Allora io mi sono guardato la conferenza stampa e su un paio di punti sono stati chiari e non evasivi: 1) la discussione era praticamente finta e stavano davvero discurendo dell'etichetta (lable che immagino non sia quella sulla confezione, ma si intenda il bugiardin). 2) hanno confermato senza possibilità di smentita che hanno cash sufficente (oltre alla liena di credito aperta e basata sull'approvazione eroyalties sulle vebndite) per lanciare e vendere il prodotto (una volta che sarà approvato). Mia sensazione personale: secondo me FDA non si prenderà tutti i 90 per decidere...
$CTIC Key comments by CEO Adam Craig today:
“The FDA’s rationale for that, is the last information request that we sent in included some analysis of the data by very small cuts of the platelet counts. Not 0-50 as we typically do, but 0-10, 10-25. And they said they needed more time to analyze that data. We’ve looked at the data. We don’t think it’s a concern. We don’t think it’s going to change the labeling, in fact we think it hasn’t shown much. But the FDA needs more time. And the major amendment allows them to extend the PDUFA date.”

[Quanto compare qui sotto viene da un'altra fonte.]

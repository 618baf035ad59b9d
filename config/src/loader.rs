//! Environment variable loader.
//!
//! Recognizes exactly the variables named in §6: `CONTENT_ROOT`,
//! `VECTOR_DB_URL`, `EMBEDDING_PROVIDER_KEY`, `JWT_SECRET`,
//! `TEXT_TO_TEXT_THRESHOLD`, `TEXT_TO_IMAGE_THRESHOLD`,
//! `IMAGE_SEARCH_THRESHOLD`, `WORKER_COUNT`, `DEFAULT_USER`,
//! `DEFAULT_PASSWORD`, plus `HOST`/`PORT` for the HTTP listener.
//! Everything else keeps its default.

use crate::config::AppConfig;
use std::env;

/// Loads configuration by overlaying recognized environment variables onto
/// `AppConfig::default()`. Does not validate; call `validate_all()` after.
pub fn load_from_env() -> AppConfig {
    let mut config = AppConfig::default();

    if let Ok(root) = env::var("CONTENT_ROOT") {
        config.content.content_root = root;
    }
    if let Ok(url) = env::var("VECTOR_DB_URL") {
        config.vector_db.url = url;
    }
    if let Ok(key) = env::var("EMBEDDING_PROVIDER_KEY") {
        config.embedding.provider_key = key;
    }
    if let Ok(secret) = env::var("JWT_SECRET") {
        config.auth.jwt_secret = secret;
    }
    if let Some(v) = parse_env::<f32>("TEXT_TO_TEXT_THRESHOLD") {
        config.search.text_to_text_threshold = v;
    }
    if let Some(v) = parse_env::<f32>("TEXT_TO_IMAGE_THRESHOLD") {
        config.search.text_to_image_threshold = v;
    }
    if let Some(v) = parse_env::<f32>("IMAGE_SEARCH_THRESHOLD") {
        config.search.image_search_threshold = v;
    }
    if let Some(v) = parse_env::<usize>("WORKER_COUNT") {
        config.ingestion.worker_count = v;
    }
    if let Ok(user) = env::var("DEFAULT_USER") {
        config.auth.default_user = user;
    }
    if let Ok(password) = env::var("DEFAULT_PASSWORD") {
        config.auth.default_password = password;
    }
    if let Ok(host) = env::var("HOST") {
        config.server.host = host;
    }
    if let Some(v) = parse_env::<u16>("PORT") {
        config.server.port = v;
    }

    config
}

fn parse_env<T: std::str::FromStr>(key: &str) -> Option<T> {
    env::var(key).ok().and_then(|s| s.parse::<T>().ok())
}
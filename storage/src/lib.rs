//! # Storage
//!
//! Concrete backends for the content store (C1) and metadata registry (C2):
//! a date-partitioned filesystem layout and a SQLite-backed registry with
//! compare-and-set state transitions.

pub mod content_store;
pub mod registry;

pub use content_store::FsContentStore;
pub use registry::SqliteRegistry;
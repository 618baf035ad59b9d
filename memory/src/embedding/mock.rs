//! Deterministic in-memory embedding provider for tests (§A5).

use async_trait::async_trait;
use mk_core::traits::EmbeddingProvider as EmbeddingProviderTrait;
use std::convert::Infallible;

pub struct MockEmbeddingProvider {
    dimension: usize
}

impl MockEmbeddingProvider {
    #[must_use]
    pub fn new(dimension: usize) -> Self {
        Self { dimension }
    }

    /// Hashes `seed` into a deterministic vector so repeated calls on the
    /// same content return the same embedding and distinct content doesn't.
    fn deterministic_vector(&self, seed: &[u8]) -> Vec<f32> {
        let mut v = vec![0.0f32; self.dimension];
        let mut state: u64 = 1469598103934665603;
        for &byte in seed {
            state ^= byte as u64;
            state = state.wrapping_mul(1099511628211);
        }
        for (i, slot) in v.iter_mut().enumerate() {
            state = state.wrapping_mul(6364136223846793005).wrapping_add(1442695040888963407);
            let bucket = ((state >> 33) as u32) as f32 / u32::MAX as f32;
            *slot = if i == 0 { 1.0 } else { bucket * 2.0 - 1.0 };
        }
        v
    }
}

#[async_trait]
impl EmbeddingProviderTrait for MockEmbeddingProvider {
    type Error = Infallible;

    async fn embed_text(&self, text: &str) -> Result<Vec<f32>, Self::Error> {
        Ok(self.deterministic_vector(text.as_bytes()))
    }

    async fn embed_image(&self, bytes: &[u8]) -> Result<Vec<f32>, Self::Error> {
        Ok(self.deterministic_vector(bytes))
    }

    fn dimension(&self) -> usize {
        self.dimension
    }

    async fn health(&self) -> Result<(), Self::Error> {
        Ok(())
    }
}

$CTIC “The other question we got asked, people are always concerned, is there a problem with your inspections, with your CMC when you have a PDUFA date extension. Absolutely not. We were inspected for chemistry. We were inspected as a company here in Seattle. And no 483’s were issued & all inspections are closed. So there’s no problem on the CMC or inspection side. It’s purely, we believe, the FDA needs more time to review. How long it takes we don’t know, but we do feel we are at the very last stages of the review process.”